Aggregating multiple datasets
Overview
Teaching: 30 min
Exercises: 0 minQuestions
How can I work with different datasets?
Objectives
Importing data from different ERDDAP servers into your Python environment
Compare different datasets
Map spatial datasets together
Aggregating datasets
Exercise: We want to plot surface temperature of different datasets with each other.
Note; We will be importing datasets from different servers, bear in mind that the granularity (time interval, sensor types) are different and needs to be taken into account when actually comparing these dataset.
-
Location: Location: Oregon Coast.
-
Date range: [2017-01-13 till 2017-01-16], UTC time.
-
Variable: Surface temperature
Link to static Jupyter Notebook. Copy/Paste the code blocks into your own Jupyter Notebook
OOI temperature dataset - Oregon Coast 2017
Import an OOI dataset. Background on the dataset we are importing here and here :
- Coastal endurance Array
- Platform: Oregon Inshore Surface Monitoring
- Instrument CTD.
#Import erddap package
from erddapy import ERDDAP
# ooi constructor:
e = ERDDAP(
server= " https://erddap.dataexplorer.oceanobservatories.org/erddap/",
protocol="tabledap",
response="csv",
)
e.dataset_id = "ooi-ce01issm-rid16-03-ctdbpc000"
e.variables = [
"longitude",
"latitude",
"time",
"sea_water_temperature"
]
e.constraints = {
"time>=": "2017-01-13T00:00:00Z",
"time<=": "2017-01-16T23:59:59Z",}
Check the URL
# Print the URL - check
url = e.get_download_url()
print(url)
Import the dataset into the pandas dataframe and check the lay-out
# Convert URL to pandas dataframe
df_ooi_2017 = e.to_pandas(
parse_dates=True,
).dropna()
df_ooi_2017.head()
df_ooi_2017
Plot the data
df_ooi_2017.plot (x='longitude (degrees_east)',
y='latitude (degrees_north)',
kind = 'scatter',
c='sea_water_temperature (degree_Celsius)',
colormap="YlOrRd")
OOI temperature dataset 2018 - Oregon Coast
#Import erddap package into
from erddapy import ERDDAP
# ooi constructor:
e = ERDDAP(
server= " https://erddap.dataexplorer.oceanobservatories.org/erddap/",
protocol="tabledap",
response="csv",
)
e.dataset_id = "ooi-ce01issm-rid16-03-ctdbpc000"
e.variables = [
"longitude",
"latitude",
"time",
"sea_water_temperature"
]
e.constraints = {
"time>=": "2018-01-13T00:00:00Z",
"time<=": "2018-01-13T23:59:59Z",}
print ('done')
# Print the URL - check
url = e.get_download_url()
print(url)
# Convert URL to pandas dataframe
df_ooi_2018 = e.to_pandas(
parse_dates=True,
).dropna()
df_ooi_2018.head()
print (df_ooi_2018)
Combining the datasets
averaging the datasets
Convert the objects to datetime objects
import pandas as pd
print (df_ooi_2017.dtypes)
df_ooi_2017["time (UTC)"] = pd.to_datetime (df_ooi_2017["time (UTC)"], format = "%Y-%m-%dT%H:%M:%S")

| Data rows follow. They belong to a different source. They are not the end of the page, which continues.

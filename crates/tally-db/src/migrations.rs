//! # Database Migrations
//!
//! Embedded SQL migrations, compiled into the binary via `sqlx::migrate!`.
//! The server never needs migration files next to it at runtime.
//!
//! ## Migration Files
//! Located in `migrations/sqlite/` at the workspace root:
//! - `001_initial_schema.sql` — bills, participants, items, item_consumers
//!
//! Migrations run in order and are tracked in the `_sqlx_migrations` table,
//! so re-running is a no-op.

use sqlx::migrate::Migrator;
use sqlx::SqlitePool;
use tracing::debug;

use crate::error::DbResult;

/// Embedded migrator. Paths are relative to this crate's Cargo.toml.
static MIGRATOR: Migrator = sqlx::migrate!("../../migrations/sqlite");

/// Applies all pending migrations to the given pool.
pub async fn run_migrations(pool: &SqlitePool) -> DbResult<()> {
    debug!(
        migrations = MIGRATOR.iter().count(),
        "Applying embedded migrations"
    );
    MIGRATOR.run(pool).await?;
    Ok(())
}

print (df_ooi_2017.dtypes)
import pandas as pd
print (df_ooi_2018.dtypes)
df_ooi_2018["time (UTC)"] = pd.to_datetime (df_ooi_2018["time (UTC)"], format = "%Y-%m-%dT%H:%M:%S")
print (df_ooi_2017.dtypes)
df_ooi_2017_average = df_ooi_2017.groupby(df_ooi_2017["time (UTC)"].dt.hour)['sea_water_temperature (degree_Celsius)'].mean().reset_index()
print (df_ooi_2017_average)
df_ooi_2018_average = df_ooi_2018.groupby(df_ooi_2018["time (UTC)"].dt.hour)['sea_water_temperature (degree_Celsius)'].mean().reset_index()
print (df_ooi_2018_average)
%matplotlib inline
import matplotlib.pyplot as plt
plt.figure(figsize=(12,5))
plt.plot(df_ooi_2017_average["time (UTC)"],df_ooi_2017_average["sea_water_temperature (degree_Celsius)"],label='2017',c='red',marker='.',linestyle='-')
plt.plot(df_ooi_2018_average["time (UTC)"],df_ooi_2018_average["sea_water_temperature (degree_Celsius)"],label='2018',c='blue',marker='.',linestyle='-')
plt.ylabel('degrees celsius')
plt.title("January 13th")
plt.legend()
plt.yticks(rotation=90)
#fig, (ax1, ax2) = plt.subplots(2)
#fig.suptitle('Vertically stacked subplots')
#ax1.plot(df_bcodmo["time (UTC)"],df_bcodmo['temperature'],label='bcodmo',c='red',marker='.',linestyle='-')
#ax2.plot(df_ooi["time (UTC)"],df_ooi["sea_water_temperature (degree_Celsius)"],label='OOI',c='blue',marker='.',linestyle='-')
#ax1.set(ylabel='degrees celsius')
#ax2.set(ylabel='degrees celsius')
Key Points
There are keypackages necessary to import data from ERDDAP into Python: pandas, urllib
Data can be downloaded locally or be interacted with directly using erddapy
You can asses your data package in Python